Story: Nick Roche and James Roberts
Art: Nick Roche and John Wycough
Colors: Josh Burcham
Letters: Neil Uyetake
Editor: Andy Schmidt

Ever since I started writing about Transformers: More Than Meets The Eye, people have been telling me that I ought to go back and check out Last Stand of the Wreckers, a collaboration between artist Nick Roche and writer James Roberts that marked Roberts' first work on Transformers. It's not a book that was originally included in the Humble Bundle sale where I picked up the rest of what I've been writing about, but since there is literally nothing I would rather see after last week's column than Overlord catching a beating of extremely savage proportions --- and since the last volume of Robots In Disguise had a pretty great cliffhanger that'll keep for another week --- I thought now might be the time.

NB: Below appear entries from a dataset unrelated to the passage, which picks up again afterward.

mod component;
mod layout;
mod render;
mod state;

pub use component::GraphCanvas;
//! Viewer configuration: where to fetch the graph and how to lay it out.

use std::fmt;
use std::str::FromStr;

use log::warn;

/// Default graph location, the file the analyzer writes.
pub const DEFAULT_GRAPH_URL: &str = "crate_graph.json";

/// Axis along which hierarchy levels advance.
#[derive(Clone, Copy, Debug, Default, PartialEq, Eq)]
pub enum LayoutDirection {
	/// Roots on top, children below.
	#[default]
	UpDown,
	/// Roots at the bottom.
	DownUp,
	/// Roots on the left.
	LeftRight,
	/// Roots on the right.
	RightLeft,
}

impl LayoutDirection {
	/// Short code, as accepted by [`FromStr`].
	pub fn as_str(self) -> &'static str {
		match self {
			Self::UpDown => "UD",
			Self::DownUp => "DU",
			Self::LeftRight => "LR",
			Self::RightLeft => "RL",
		}
	}
}

impl fmt::Display for LayoutDirection {
	fn fmt(&self, f: &mut fmt::Formatter<'_>) -> fmt::Result {
		f.write_str(self.as_str())
	}
}

/// Returned for a direction code other than `UD`, `DU`, `LR` or `RL`.
#[derive(Debug, Clone, PartialEq, Eq)]
pub struct ParseLayoutDirectionError(String);

impl fmt::Display for ParseLayoutDirectionError {
	fn fmt(&self, f: &mut fmt::Formatter<'_>) -> fmt::Result {
		write!(f, "invalid layout direction `{}` (expected UD|DU|LR|RL)", self.0)
	}
}

impl std::error::Error for ParseLayoutDirectionError {}

impl FromStr for LayoutDirection {
	type Err = ParseLayoutDirectionError;

	fn from_str(s: &str) -> Result<Self, Self::Err> {
		match s.trim().to_ascii_uppercase().as_str() {
			"UD" => Ok(Self::UpDown),
			"DU" => Ok(Self::DownUp),
			"LR" => Ok(Self::LeftRight),
			"RL" => Ok(Self::RightLeft),
			_ => Err(ParseLayoutDirectionError(s.to_owned())),
		}
	}
}

/// Hierarchical layout parameters. There is no physics: positions follow
/// from the hierarchy alone.
#[derive(Clone, Copy, Debug, PartialEq)]
pub struct LayoutOptions {
	/// Direction levels advance in.
	pub direction: LayoutDirection,
	/// Distance between consecutive levels.
	pub level_separation: f64,
	/// Distance between neighbors within a level.
	pub node_spacing: f64,
}

impl Default for LayoutOptions {
	fn default() -> Self {
		Self {
			direction: LayoutDirection::UpDown,
			level_separation: 150.0,
			node_spacing: 100.0,
		}
	}
}

/// Everything the host shell needs to start.
#[derive(Clone, Debug, PartialEq)]
pub struct ViewerConfig {
	/// URL of the graph document.
	pub graph_url: String,
	/// Layout parameters.
	pub layout: LayoutOptions,
}

impl Default for ViewerConfig {
	fn default() -> Self {
		Self {
			graph_url: DEFAULT_GRAPH_URL.to_owned(),
			layout: LayoutOptions::default(),
		}
	}
}

impl ViewerConfig {
	/// Defaults with the page's `graph` and `direction` query values applied.
	/// An unparseable direction is logged and ignored.
	pub fn from_query(graph: Option<String>, direction: Option<String>) -> Self {
		let mut config = Self::default();
		if let Some(url) = graph.filter(|url| !url.trim().is_empty()) {
			config.graph_url = url;
		}
		if let Some(code) = direction {
			match code.parse() {
				Ok(direction) => config.layout.direction = direction,
				Err(err) => warn!("{err}; keeping {}", config.layout.direction),
			}
		}
		config
	}
}

#[cfg(test)]
mod tests {
	use rstest::rstest;

	use super::{DEFAULT_GRAPH_URL, LayoutDirection, ViewerConfig};

	#[rstest]
	#[case("UD", LayoutDirection::UpDown)]
	#[case("du", LayoutDirection::DownUp)]
	#[case(" LR ", LayoutDirection::LeftRight)]
	#[case("rl", LayoutDirection::RightLeft)]
	fn parses_direction_codes(#[case] code: &str, #[case] expected: LayoutDirection) {
		assert_eq!(code.parse::<LayoutDirection>(), Ok(expected));
	}

	#[test]
	fn rejects_unknown_direction() {
		let err = "sideways".parse::<LayoutDirection>().unwrap_err();
		assert_eq!(
			err.to_string(),
			"invalid layout direction `sideways` (expected UD|DU|LR|RL)"
		);
	}

	#[test]
	fn query_overrides_defaults() {
		let config = ViewerConfig::from_query(Some("/api/graph".into()), Some("LR".into()));
		assert_eq!(config.graph_url, "/api/graph");
		assert_eq!(config.layout.direction, LayoutDirection::LeftRight);
	}

	#[test]
	fn bad_query_values_keep_defaults() {
		let config = ViewerConfig::from_query(Some("  ".into()), Some("XX".into()));
		assert_eq!(config, ViewerConfig::default());
		assert_eq!(config.graph_url, DEFAULT_GRAPH_URL);
	}
}
use crate_graph_explorer::{App, init_logging};

fn main() {
	init_logging();
	leptos::mount::mount_to_body(App);
}
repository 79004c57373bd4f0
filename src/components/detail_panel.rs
use leptos::prelude::*;

use crate::detail::{DetailBody, DetailView};
use crate::model::Field;

fn yes_no(flag: bool) -> &'static str {
	if flag { "yes" } else { "no" }
}

fn field_list(title: &'static str, fields: Vec<Field>) -> impl IntoView {
	let items = if fields.is_empty() {
		view! { <p class="detail-empty">"none"</p> }.into_any()
	} else {
		view! {
			<ul class="detail-list">
				{fields
					.into_iter()
					.map(|field| view! { <li><code>{field.name}": "{field.type_name}</code></li> })
					.collect_view()}
			</ul>
		}
		.into_any()
	};
	view! {
		<h3>{title}</h3>
		{items}
	}
}

fn entry(term: &'static str, value: String) -> impl IntoView {
	view! {
		<dt>{term}</dt>
		<dd><code>{value}</code></dd>
	}
}

fn body_view(body: DetailBody) -> AnyView {
	match body {
		DetailBody::Path(path) => view! { <dl>{entry("Path", path)}</dl> }.into_any(),
		DetailBody::Fields(fields) => field_list("Fields", fields).into_any(),
		DetailBody::Variants(variants) => {
			let items = variants
				.into_iter()
				.map(|variant| view! { <li><code>{variant}</code></li> })
				.collect_view();
			view! {
				<h3>"Variants"</h3>
				<ul class="detail-list">{items}</ul>
			}
			.into_any()
		}
		DetailBody::Signature {
			arguments,
			return_type,
		} => view! {
			{field_list("Arguments", arguments)}
			<dl>{entry("Returns", return_type.unwrap_or_else(|| "()".into()))}</dl>
		}
		.into_any(),
		DetailBody::Constant { type_name, value } => view! {
			<dl>
				{entry("Type", type_name)}
				{entry("Value", value)}
			</dl>
		}
		.into_any(),
		DetailBody::Macro { is_macro_rules } => view! {
			<dl>{entry("macro_rules!", yes_no(is_macro_rules).into())}</dl>
		}
		.into_any(),
		DetailBody::Static {
			type_name,
			is_mutable,
		} => view! {
			<dl>
				{entry("Type", type_name)}
				{entry("Mutable", yes_no(is_mutable).into())}
			</dl>
		}
		.into_any(),
		DetailBody::Trait { is_auto, is_unsafe } => view! {
			<dl>
				{entry("Auto", yes_no(is_auto).into())}
				{entry("Unsafe", yes_no(is_unsafe).into())}
			</dl>
		}
		.into_any(),
		DetailBody::Generics(generics) => view! { <dl>{entry("Generics", generics)}</dl> }.into_any(),
		DetailBody::Empty => ().into_any(),
	}
}

fn detail_content(detail: DetailView) -> impl IntoView {
	let DetailView {
		type_label,
		name,
		body,
		documentation,
		source_code,
	} = detail;

	view! {
		<p class="detail-type">{type_label}</p>
		<h2 class="detail-name">{name}</h2>
		{body_view(body)}
		{documentation.map(|doc| view! {
			<section class="detail-docs">
				<h3>"Documentation"</h3>
				<p>{doc}</p>
			</section>
		})}
		{source_code.map(|source| view! {
			<section class="detail-source">
				<h3>"Source"</h3>
				<pre><code>{source}</code></pre>
			</section>
		})}
	}
}

/// Side panel with the kind-specific details of the selected node.
#[component]
pub fn DetailPanel(
	#[prop(into)] detail: Signal<Option<DetailView>>,
	#[prop(into)] visible: Signal<bool>,
	#[prop(into)] on_close: Callback<()>,
) -> impl IntoView {
	view! {
		<Show when=move || visible.get()>
			<aside class="detail-panel">
				<button class="detail-close" title="Close" on:click=move |_| on_close.run(())>
					"×"
				</button>
				{move || match detail.get() {
					Some(detail) => detail_content(detail).into_any(),
					None => {
						view! { <p class="detail-empty">"This node is not part of the loaded graph."</p> }
							.into_any()
					}
				}}
			</aside>
		</Show>
	}
}
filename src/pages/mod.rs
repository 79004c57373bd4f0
pub mod home;
pub mod not_found;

So yes: I paid full price for this thing. That's how much I've been enjoying these comics.

Anyway, now that I've read it, I can see why people were recommending it so much. It's not just the book that got Roberts the job on MTMTE, it also lays a lot of groundwork for what he'd do a couple years later. I honestly don't think there's a single arc that I've read so far that doesn't reference this story in some way. The most obvious, of course, was Fortress Maximus going on a shooting spree after being remind of the years he spent being tortured in Garrus-9, but there's other stuff in there, too, like last week's appearance of Verity Carlo and her relationship with Ultra Magnus.

But the big one is Overlord.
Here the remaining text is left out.